ASSIGNMENT: In the data below, the answer is the run of lines from the line containing "inside the range." through the line containing "use super::*;", both included; print it exactly and nothing else.

MATERIAL PROVIDED:
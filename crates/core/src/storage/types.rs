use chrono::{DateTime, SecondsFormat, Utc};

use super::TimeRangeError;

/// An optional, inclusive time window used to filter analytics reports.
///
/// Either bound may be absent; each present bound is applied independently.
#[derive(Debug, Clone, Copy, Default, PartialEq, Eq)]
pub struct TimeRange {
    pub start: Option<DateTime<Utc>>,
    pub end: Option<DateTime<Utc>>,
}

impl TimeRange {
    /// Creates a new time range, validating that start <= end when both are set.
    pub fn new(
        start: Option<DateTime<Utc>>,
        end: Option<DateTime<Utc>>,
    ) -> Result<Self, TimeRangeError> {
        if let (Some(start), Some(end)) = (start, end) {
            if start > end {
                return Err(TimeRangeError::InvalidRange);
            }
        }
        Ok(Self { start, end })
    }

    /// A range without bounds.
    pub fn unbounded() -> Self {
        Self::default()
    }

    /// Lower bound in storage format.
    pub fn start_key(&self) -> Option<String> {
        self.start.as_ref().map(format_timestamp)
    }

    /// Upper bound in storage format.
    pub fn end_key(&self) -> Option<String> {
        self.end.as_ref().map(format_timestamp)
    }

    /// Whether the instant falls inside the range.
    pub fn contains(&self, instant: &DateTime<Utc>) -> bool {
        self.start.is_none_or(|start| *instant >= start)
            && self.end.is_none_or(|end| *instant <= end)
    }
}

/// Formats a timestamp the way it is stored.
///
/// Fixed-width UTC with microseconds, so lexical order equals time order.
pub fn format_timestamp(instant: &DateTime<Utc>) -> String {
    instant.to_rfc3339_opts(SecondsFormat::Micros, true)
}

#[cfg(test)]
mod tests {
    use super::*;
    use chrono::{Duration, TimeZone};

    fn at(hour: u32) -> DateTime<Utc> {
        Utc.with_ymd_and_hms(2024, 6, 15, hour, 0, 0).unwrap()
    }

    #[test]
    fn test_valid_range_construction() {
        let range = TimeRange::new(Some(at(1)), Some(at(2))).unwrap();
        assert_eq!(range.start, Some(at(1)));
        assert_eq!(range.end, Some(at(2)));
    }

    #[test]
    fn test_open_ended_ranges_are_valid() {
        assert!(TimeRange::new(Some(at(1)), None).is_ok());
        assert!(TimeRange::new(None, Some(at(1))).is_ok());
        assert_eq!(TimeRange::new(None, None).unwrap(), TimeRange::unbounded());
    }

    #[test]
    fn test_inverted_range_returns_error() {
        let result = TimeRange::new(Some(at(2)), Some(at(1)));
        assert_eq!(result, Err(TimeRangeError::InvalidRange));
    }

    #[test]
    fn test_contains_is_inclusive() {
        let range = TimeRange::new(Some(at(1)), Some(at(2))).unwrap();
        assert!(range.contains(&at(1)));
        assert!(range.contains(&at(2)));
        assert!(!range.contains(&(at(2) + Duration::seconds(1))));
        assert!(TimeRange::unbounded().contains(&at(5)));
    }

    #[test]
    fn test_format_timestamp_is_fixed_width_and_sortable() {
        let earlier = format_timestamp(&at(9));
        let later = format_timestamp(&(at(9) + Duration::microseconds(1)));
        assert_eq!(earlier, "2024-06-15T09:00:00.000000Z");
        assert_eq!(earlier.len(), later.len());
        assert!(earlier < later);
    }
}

==

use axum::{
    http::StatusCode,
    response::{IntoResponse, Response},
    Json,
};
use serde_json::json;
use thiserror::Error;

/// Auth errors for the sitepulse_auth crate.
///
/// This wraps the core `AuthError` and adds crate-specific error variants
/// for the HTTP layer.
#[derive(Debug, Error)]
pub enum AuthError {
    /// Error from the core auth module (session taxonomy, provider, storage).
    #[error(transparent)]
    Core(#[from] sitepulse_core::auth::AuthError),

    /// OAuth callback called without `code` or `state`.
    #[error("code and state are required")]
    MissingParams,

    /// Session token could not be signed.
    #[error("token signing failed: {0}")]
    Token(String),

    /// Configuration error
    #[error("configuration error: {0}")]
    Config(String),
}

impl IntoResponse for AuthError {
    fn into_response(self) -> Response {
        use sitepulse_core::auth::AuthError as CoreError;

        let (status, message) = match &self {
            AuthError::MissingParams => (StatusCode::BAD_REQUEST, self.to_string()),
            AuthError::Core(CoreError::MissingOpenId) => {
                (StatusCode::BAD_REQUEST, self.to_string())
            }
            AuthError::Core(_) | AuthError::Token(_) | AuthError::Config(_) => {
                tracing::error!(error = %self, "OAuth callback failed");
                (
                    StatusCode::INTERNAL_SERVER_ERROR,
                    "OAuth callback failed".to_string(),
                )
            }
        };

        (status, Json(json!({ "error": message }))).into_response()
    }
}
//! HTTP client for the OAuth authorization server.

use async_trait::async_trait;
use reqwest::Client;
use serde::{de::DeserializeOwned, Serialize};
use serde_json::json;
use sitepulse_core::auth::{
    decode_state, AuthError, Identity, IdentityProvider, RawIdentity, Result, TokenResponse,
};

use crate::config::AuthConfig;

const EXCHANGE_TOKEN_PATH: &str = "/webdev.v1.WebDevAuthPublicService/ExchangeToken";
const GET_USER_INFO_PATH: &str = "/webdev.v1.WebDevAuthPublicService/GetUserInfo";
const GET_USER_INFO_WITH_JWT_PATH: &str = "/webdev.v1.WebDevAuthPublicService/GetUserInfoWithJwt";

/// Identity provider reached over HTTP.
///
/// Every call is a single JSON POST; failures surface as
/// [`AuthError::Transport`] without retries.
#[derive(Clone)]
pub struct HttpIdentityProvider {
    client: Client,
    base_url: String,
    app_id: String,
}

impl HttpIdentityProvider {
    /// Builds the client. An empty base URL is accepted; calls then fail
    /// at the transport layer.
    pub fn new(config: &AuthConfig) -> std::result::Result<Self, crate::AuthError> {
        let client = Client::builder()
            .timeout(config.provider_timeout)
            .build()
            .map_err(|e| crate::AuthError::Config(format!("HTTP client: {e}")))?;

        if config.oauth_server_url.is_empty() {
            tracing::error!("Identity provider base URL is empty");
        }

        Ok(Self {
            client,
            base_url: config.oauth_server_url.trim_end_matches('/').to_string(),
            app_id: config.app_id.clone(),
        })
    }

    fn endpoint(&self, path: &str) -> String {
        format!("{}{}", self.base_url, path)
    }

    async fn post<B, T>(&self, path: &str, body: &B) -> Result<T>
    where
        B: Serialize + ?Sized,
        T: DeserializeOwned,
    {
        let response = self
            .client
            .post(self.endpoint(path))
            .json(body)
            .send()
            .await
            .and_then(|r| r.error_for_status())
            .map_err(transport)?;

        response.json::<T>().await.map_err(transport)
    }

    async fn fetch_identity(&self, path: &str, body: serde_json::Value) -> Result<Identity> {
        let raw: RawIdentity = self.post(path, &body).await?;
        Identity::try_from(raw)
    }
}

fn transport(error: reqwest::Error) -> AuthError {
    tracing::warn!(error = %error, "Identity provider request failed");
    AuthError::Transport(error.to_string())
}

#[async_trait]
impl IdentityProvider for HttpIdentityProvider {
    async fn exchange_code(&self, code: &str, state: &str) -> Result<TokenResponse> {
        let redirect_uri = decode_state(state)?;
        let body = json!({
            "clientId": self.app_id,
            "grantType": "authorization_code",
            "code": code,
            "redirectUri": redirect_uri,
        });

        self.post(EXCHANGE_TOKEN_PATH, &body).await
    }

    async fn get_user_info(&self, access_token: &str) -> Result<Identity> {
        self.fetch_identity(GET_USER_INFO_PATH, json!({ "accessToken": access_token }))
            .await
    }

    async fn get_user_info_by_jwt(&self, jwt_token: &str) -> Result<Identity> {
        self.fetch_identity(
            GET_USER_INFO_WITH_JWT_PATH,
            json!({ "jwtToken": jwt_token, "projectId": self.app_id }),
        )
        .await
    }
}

RESPONSE TO THIS TASK:
    /// Whether the instant falls inside the range.
    pub fn contains(&self, instant: &DateTime<Utc>) -> bool {
        self.start.is_none_or(|start| *instant >= start)
            && self.end.is_none_or(|end| *instant <= end)
    }
}

/// Formats a timestamp the way it is stored.
///
/// Fixed-width UTC with microseconds, so lexical order equals time order.
pub fn format_timestamp(instant: &DateTime<Utc>) -> String {
    instant.to_rfc3339_opts(SecondsFormat::Micros, true)
}

#[cfg(test)]
mod tests {
    use super::*;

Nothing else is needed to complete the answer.